Please print the data again exactly as given.

Collected data »
--------------------------------
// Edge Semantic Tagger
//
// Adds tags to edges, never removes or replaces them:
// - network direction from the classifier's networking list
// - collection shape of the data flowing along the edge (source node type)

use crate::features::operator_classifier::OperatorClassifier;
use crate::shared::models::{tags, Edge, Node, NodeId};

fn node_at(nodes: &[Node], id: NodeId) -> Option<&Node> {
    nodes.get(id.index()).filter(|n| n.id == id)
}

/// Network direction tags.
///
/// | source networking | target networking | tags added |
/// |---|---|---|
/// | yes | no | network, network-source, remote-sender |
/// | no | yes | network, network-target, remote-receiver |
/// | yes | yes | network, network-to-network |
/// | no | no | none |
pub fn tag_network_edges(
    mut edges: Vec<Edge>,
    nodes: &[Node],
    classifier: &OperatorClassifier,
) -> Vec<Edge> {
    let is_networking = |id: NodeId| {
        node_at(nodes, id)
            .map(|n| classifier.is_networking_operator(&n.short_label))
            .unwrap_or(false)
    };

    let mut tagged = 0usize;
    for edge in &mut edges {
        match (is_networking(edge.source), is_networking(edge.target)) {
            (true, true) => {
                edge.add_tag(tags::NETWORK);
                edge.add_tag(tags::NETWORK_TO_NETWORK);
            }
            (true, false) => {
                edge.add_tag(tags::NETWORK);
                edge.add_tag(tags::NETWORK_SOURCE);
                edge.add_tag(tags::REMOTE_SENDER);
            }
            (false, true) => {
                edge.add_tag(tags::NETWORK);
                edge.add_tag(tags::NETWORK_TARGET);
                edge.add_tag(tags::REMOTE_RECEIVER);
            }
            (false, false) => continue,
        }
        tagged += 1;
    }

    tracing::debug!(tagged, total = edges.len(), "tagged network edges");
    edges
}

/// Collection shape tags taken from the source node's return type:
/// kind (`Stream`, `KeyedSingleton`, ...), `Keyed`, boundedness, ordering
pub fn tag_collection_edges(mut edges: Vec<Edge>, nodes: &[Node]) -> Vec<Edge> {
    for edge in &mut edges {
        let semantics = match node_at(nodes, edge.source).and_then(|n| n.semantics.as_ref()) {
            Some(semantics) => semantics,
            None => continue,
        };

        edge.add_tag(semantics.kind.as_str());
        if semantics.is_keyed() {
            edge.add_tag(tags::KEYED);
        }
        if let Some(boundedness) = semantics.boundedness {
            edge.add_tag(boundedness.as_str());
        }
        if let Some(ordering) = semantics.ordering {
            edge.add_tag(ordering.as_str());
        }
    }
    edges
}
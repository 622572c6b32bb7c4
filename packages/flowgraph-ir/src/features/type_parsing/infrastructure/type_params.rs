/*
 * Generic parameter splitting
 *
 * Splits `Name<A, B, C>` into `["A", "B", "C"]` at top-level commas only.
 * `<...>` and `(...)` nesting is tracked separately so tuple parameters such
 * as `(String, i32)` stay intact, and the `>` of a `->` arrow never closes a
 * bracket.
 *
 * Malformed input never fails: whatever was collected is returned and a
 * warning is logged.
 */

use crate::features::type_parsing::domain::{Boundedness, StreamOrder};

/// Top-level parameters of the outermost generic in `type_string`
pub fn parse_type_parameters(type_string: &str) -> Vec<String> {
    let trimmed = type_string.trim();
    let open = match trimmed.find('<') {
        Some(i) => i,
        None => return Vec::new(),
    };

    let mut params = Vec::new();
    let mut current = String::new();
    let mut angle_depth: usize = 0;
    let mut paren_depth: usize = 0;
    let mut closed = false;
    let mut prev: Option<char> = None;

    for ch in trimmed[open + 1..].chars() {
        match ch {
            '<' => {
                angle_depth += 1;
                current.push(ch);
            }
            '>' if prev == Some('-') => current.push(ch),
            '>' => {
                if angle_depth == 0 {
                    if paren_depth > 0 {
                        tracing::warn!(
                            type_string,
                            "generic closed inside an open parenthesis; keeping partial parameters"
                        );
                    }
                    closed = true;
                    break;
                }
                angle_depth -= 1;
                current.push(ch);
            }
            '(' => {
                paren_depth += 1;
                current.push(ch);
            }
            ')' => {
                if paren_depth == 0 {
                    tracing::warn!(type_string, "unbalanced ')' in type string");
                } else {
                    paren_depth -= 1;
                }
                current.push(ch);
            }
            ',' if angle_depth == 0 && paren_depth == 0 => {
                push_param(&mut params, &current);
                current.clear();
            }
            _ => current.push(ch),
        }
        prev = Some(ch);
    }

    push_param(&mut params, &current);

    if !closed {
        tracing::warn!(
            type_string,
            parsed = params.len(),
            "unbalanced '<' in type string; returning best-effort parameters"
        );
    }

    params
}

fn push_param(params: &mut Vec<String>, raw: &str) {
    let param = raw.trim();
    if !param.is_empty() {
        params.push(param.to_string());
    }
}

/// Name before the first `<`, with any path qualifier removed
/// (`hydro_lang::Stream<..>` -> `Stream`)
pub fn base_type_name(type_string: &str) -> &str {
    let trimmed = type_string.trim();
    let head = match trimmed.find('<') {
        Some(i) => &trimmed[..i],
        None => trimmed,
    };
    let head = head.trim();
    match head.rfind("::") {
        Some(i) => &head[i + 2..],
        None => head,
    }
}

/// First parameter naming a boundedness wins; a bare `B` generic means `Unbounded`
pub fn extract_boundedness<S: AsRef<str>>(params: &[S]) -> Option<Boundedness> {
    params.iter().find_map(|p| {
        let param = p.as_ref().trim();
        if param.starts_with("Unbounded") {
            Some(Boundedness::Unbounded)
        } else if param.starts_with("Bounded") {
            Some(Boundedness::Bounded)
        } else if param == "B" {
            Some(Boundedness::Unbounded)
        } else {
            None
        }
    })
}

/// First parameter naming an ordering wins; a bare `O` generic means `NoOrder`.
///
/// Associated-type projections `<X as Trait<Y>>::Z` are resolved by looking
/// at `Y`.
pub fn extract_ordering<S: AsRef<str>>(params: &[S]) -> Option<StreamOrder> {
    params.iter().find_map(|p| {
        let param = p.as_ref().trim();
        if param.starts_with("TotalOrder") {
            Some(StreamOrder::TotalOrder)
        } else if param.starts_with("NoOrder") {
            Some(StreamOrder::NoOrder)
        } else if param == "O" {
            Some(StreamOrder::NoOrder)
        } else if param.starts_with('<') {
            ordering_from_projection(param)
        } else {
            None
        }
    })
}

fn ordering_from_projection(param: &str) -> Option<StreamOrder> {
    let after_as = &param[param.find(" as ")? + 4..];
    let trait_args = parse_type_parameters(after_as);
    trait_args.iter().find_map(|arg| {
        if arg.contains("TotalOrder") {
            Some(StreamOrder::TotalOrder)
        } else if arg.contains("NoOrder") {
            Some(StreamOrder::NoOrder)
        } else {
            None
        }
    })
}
--------------------------------
Response to this exercise »
// Edge Semantic Tagger
//
// Adds tags to edges, never removes or replaces them:
// - network direction from the classifier's networking list
// - collection shape of the data flowing along the edge (source node type)

use crate::features::operator_classifier::OperatorClassifier;
use crate::shared::models::{tags, Edge, Node, NodeId};

fn node_at(nodes: &[Node], id: NodeId) -> Option<&Node> {
    nodes.get(id.index()).filter(|n| n.id == id)
}

/// Network direction tags.
///
/// | source networking | target networking | tags added |
/// |---|---|---|
/// | yes | no | network, network-source, remote-sender |
/// | no | yes | network, network-target, remote-receiver |
/// | yes | yes | network, network-to-network |
/// | no | no | none |
pub fn tag_network_edges(
    mut edges: Vec<Edge>,
    nodes: &[Node],
    classifier: &OperatorClassifier,
) -> Vec<Edge> {
    let is_networking = |id: NodeId| {
        node_at(nodes, id)
            .map(|n| classifier.is_networking_operator(&n.short_label))
            .unwrap_or(false)
    };

    let mut tagged = 0usize;
    for edge in &mut edges {
        match (is_networking(edge.source), is_networking(edge.target)) {
            (true, true) => {
                edge.add_tag(tags::NETWORK);
                edge.add_tag(tags::NETWORK_TO_NETWORK);
            }
            (true, false) => {
                edge.add_tag(tags::NETWORK);
                edge.add_tag(tags::NETWORK_SOURCE);
                edge.add_tag(tags::REMOTE_SENDER);
            }
            (false, true) => {
                edge.add_tag(tags::NETWORK);
                edge.add_tag(tags::NETWORK_TARGET);
                edge.add_tag(tags::REMOTE_RECEIVER);
            }
            (false, false) => continue,
        }
        tagged += 1;
    }

    tracing::debug!(tagged, total = edges.len(), "tagged network edges");
    edges
}

/// Collection shape tags taken from the source node's return type:
/// kind (`Stream`, `KeyedSingleton`, ...), `Keyed`, boundedness, ordering
pub fn tag_collection_edges(mut edges: Vec<Edge>, nodes: &[Node]) -> Vec<Edge> {
    for edge in &mut edges {
        let semantics = match node_at(nodes, edge.source).and_then(|n| n.semantics.as_ref()) {
            Some(semantics) => semantics,
            None => continue,
        };

        edge.add_tag(semantics.kind.as_str());
        if semantics.is_keyed() {
            edge.add_tag(tags::KEYED);
        }
        if let Some(boundedness) = semantics.boundedness {
            edge.add_tag(boundedness.as_str());
        }
        if let Some(ordering) = semantics.ordering {
            edge.add_tag(ordering.as_str());
        }
    }
    edges
}
repository 622572c6b32bb7c4
filename packages/flowgraph-ir/src/features/type_parsing/infrastructure/type_params.rs
/*
 * Generic parameter splitting
 *
 * Splits `Name<A, B, C>` into `["A", "B", "C"]` at top-level commas only.
 * `<...>` and `(...)` nesting is tracked separately so tuple parameters such
 * as `(String, i32)` stay intact, and the `>` of a `->` arrow never closes a
 * bracket.
 *
 * Malformed input never fails: whatever was collected is returned and a
 * warning is logged.
 */

use crate::features::type_parsing::domain::{Boundedness, StreamOrder};

/// Top-level parameters of the outermost generic in `type_string`
pub fn parse_type_parameters(type_string: &str) -> Vec<String> {
    let trimmed = type_string.trim();
    let open = match trimmed.find('<') {
        Some(i) => i,
        None => return Vec::new(),
    };

    let mut params = Vec::new();
    let mut current = String::new();
    let mut angle_depth: usize = 0;
    let mut paren_depth: usize = 0;
    let mut closed = false;
    let mut prev: Option<char> = None;

    for ch in trimmed[open + 1..].chars() {
        match ch {
            '<' => {
                angle_depth += 1;
                current.push(ch);
            }
            '>' if prev == Some('-') => current.push(ch),
            '>' => {
                if angle_depth == 0 {
                    if paren_depth > 0 {
                        tracing::warn!(
                            type_string,
                            "generic closed inside an open parenthesis; keeping partial parameters"
                        );
                    }
                    closed = true;
                    break;
                }
                angle_depth -= 1;
                current.push(ch);
            }
            '(' => {
                paren_depth += 1;
                current.push(ch);
            }
            ')' => {
                if paren_depth == 0 {
                    tracing::warn!(type_string, "unbalanced ')' in type string");
                } else {
                    paren_depth -= 1;
                }
                current.push(ch);
            }
            ',' if angle_depth == 0 && paren_depth == 0 => {
                push_param(&mut params, &current);
                current.clear();
            }
            _ => current.push(ch),
        }
        prev = Some(ch);
    }

    push_param(&mut params, &current);

    if !closed {
        tracing::warn!(
            type_string,
            parsed = params.len(),
            "unbalanced '<' in type string; returning best-effort parameters"
        );
    }

    params
}

fn push_param(params: &mut Vec<String>, raw: &str) {
    let param = raw.trim();
    if !param.is_empty() {
        params.push(param.to_string());
    }
}

/// Name before the first `<`, with any path qualifier removed
/// (`hydro_lang::Stream<..>` -> `Stream`)
pub fn base_type_name(type_string: &str) -> &str {
    let trimmed = type_string.trim();
    let head = match trimmed.find('<') {
        Some(i) => &trimmed[..i],
        None => trimmed,
    };
    let head = head.trim();
    match head.rfind("::") {
        Some(i) => &head[i + 2..],
        None => head,
    }
}

/// First parameter naming a boundedness wins; a bare `B` generic means `Unbounded`
pub fn extract_boundedness<S: AsRef<str>>(params: &[S]) -> Option<Boundedness> {
    params.iter().find_map(|p| {
        let param = p.as_ref().trim();
        if param.starts_with("Unbounded") {
            Some(Boundedness::Unbounded)
        } else if param.starts_with("Bounded") {
            Some(Boundedness::Bounded)
        } else if param == "B" {
            Some(Boundedness::Unbounded)
        } else {
            None
        }
    })
}

/// First parameter naming an ordering wins; a bare `O` generic means `NoOrder`.
///
/// Associated-type projections `<X as Trait<Y>>::Z` are resolved by looking
/// at `Y`.
pub fn extract_ordering<S: AsRef<str>>(params: &[S]) -> Option<StreamOrder> {
    params.iter().find_map(|p| {
        let param = p.as_ref().trim();
        if param.starts_with("TotalOrder") {
            Some(StreamOrder::TotalOrder)
        } else if param.starts_with("NoOrder") {
            Some(StreamOrder::NoOrder)
        } else if param == "O" {
            Some(StreamOrder::NoOrder)
        } else if param.starts_with('<') {
            ordering_from_projection(param)
        } else {
            None
        }
    })
}

fn ordering_from_projection(param: &str) -> Option<StreamOrder> {
    let after_as = &param[param.find(" as ")? + 4..];
    let trait_args = parse_type_parameters(after_as);
    trait_args.iter().find_map(|arg| {
        if arg.contains("TotalOrder") {
            Some(StreamOrder::TotalOrder)
        } else if arg.contains("NoOrder") {
            Some(StreamOrder::NoOrder)
        } else {
            None
        }
    })
}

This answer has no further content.